WORK ORDER
Where the word "AffiliateCredentials" occurs in a line of the data, return the whole line.

=-=-=

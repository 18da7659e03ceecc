//! Commercial deals overriding the default CPA and revenue-share terms.

use chrono::{DateTime, Utc};
use rust_decimal::Decimal;
use serde::{Deserialize, Serialize};
use uuid::Uuid;
use validator::Validate;

/// Name of the shared fallback deal reused during onboarding.
pub const STANDARD_DEAL_NAME: &str = "Deal Padrão";

#[derive(Debug, Clone, PartialEq, Serialize, Deserialize)]
#[serde(rename_all = "camelCase")]
pub struct Deal {
    pub id: Uuid,
    pub name: String,
    pub cpa_value: Decimal,
    pub rev_share_percentage: Decimal,
    pub active: bool,
    pub description: Option<String>,
    pub created_at: DateTime<Utc>,
    pub updated_at: DateTime<Utc>,
}

/// Values for a deal that is about to be inserted.
#[derive(Debug, Clone, PartialEq)]
pub struct NewDeal {
    pub name: String,
    pub cpa_value: Decimal,
    pub rev_share_percentage: Decimal,
    pub active: bool,
    pub description: Option<String>,
}

#[derive(Debug, Clone, Serialize)]
#[serde(rename_all = "camelCase")]
pub struct DealSummary {
    pub id: Uuid,
    pub name: String,
    pub cpa_value: Decimal,
    pub rev_share_percentage: Decimal,
    pub active: bool,
}

impl From<&Deal> for DealSummary {
    fn from(deal: &Deal) -> Self {
        Self {
            id: deal.id,
            name: deal.name.clone(),
            cpa_value: deal.cpa_value,
            rev_share_percentage: deal.rev_share_percentage,
            active: deal.active,
        }
    }
}

/// Affiliate reference listed under a deal.
#[derive(Debug, Clone, Serialize)]
#[serde(rename_all = "camelCase")]
pub struct DealAffiliate {
    pub id: Uuid,
    pub name: String,
    pub email: String,
}

#[derive(Debug, Clone, Serialize)]
#[serde(rename_all = "camelCase")]
pub struct DealWithAffiliates {
    #[serde(flatten)]
    pub deal: Deal,
    pub affiliates: Vec<DealAffiliate>,
}

#[derive(Debug, Clone, Deserialize, Validate)]
#[serde(rename_all = "camelCase")]
pub struct CreateDealRequest {
    #[validate(custom(function = "shared::validation::validate_name"))]
    pub name: String,
    #[validate(custom(function = "shared::validation::validate_non_negative"))]
    pub cpa_value: Decimal,
    #[validate(custom(function = "shared::validation::validate_percentage"))]
    pub rev_share_percentage: Decimal,
    pub active: Option<bool>,
    #[validate(length(max = 20000))]
    pub description: Option<String>,
}

impl From<CreateDealRequest> for NewDeal {
    fn from(req: CreateDealRequest) -> Self {
        Self {
            name: req.name.trim().to_string(),
            cpa_value: req.cpa_value,
            rev_share_percentage: req.rev_share_percentage,
            active: req.active.unwrap_or(true),
            description: req.description,
        }
    }
}

/// Partial update; absent fields are left unchanged.
#[derive(Debug, Clone, Default, Deserialize, Validate)]
#[serde(rename_all = "camelCase")]
pub struct UpdateDealRequest {
    #[validate(custom(function = "shared::validation::validate_name"))]
    pub name: Option<String>,
    #[validate(custom(function = "shared::validation::validate_non_negative"))]
    pub cpa_value: Option<Decimal>,
    #[validate(custom(function = "shared::validation::validate_percentage"))]
    pub rev_share_percentage: Option<Decimal>,
    pub active: Option<bool>,
    #[validate(length(max = 20000))]
    pub description: Option<String>,
}

/// Credentials handed out when a deal is associated with an affiliate.
#[derive(Debug, Clone, Serialize)]
#[serde(rename_all = "camelCase")]
pub struct AffiliateCredentials {
    pub email: String,
    pub password: String,
}

#[derive(Debug, Clone, Serialize)]
#[serde(rename_all = "camelCase")]
pub struct DealAssociationResponse {
    pub affiliate_id: Uuid,
    pub deal: DealSummary,
    pub credentials: AffiliateCredentials,
    pub referral_link: Option<String>,
}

=-=-=

WRITTEN RESPONSE
pub struct AffiliateCredentials {
    pub credentials: AffiliateCredentials,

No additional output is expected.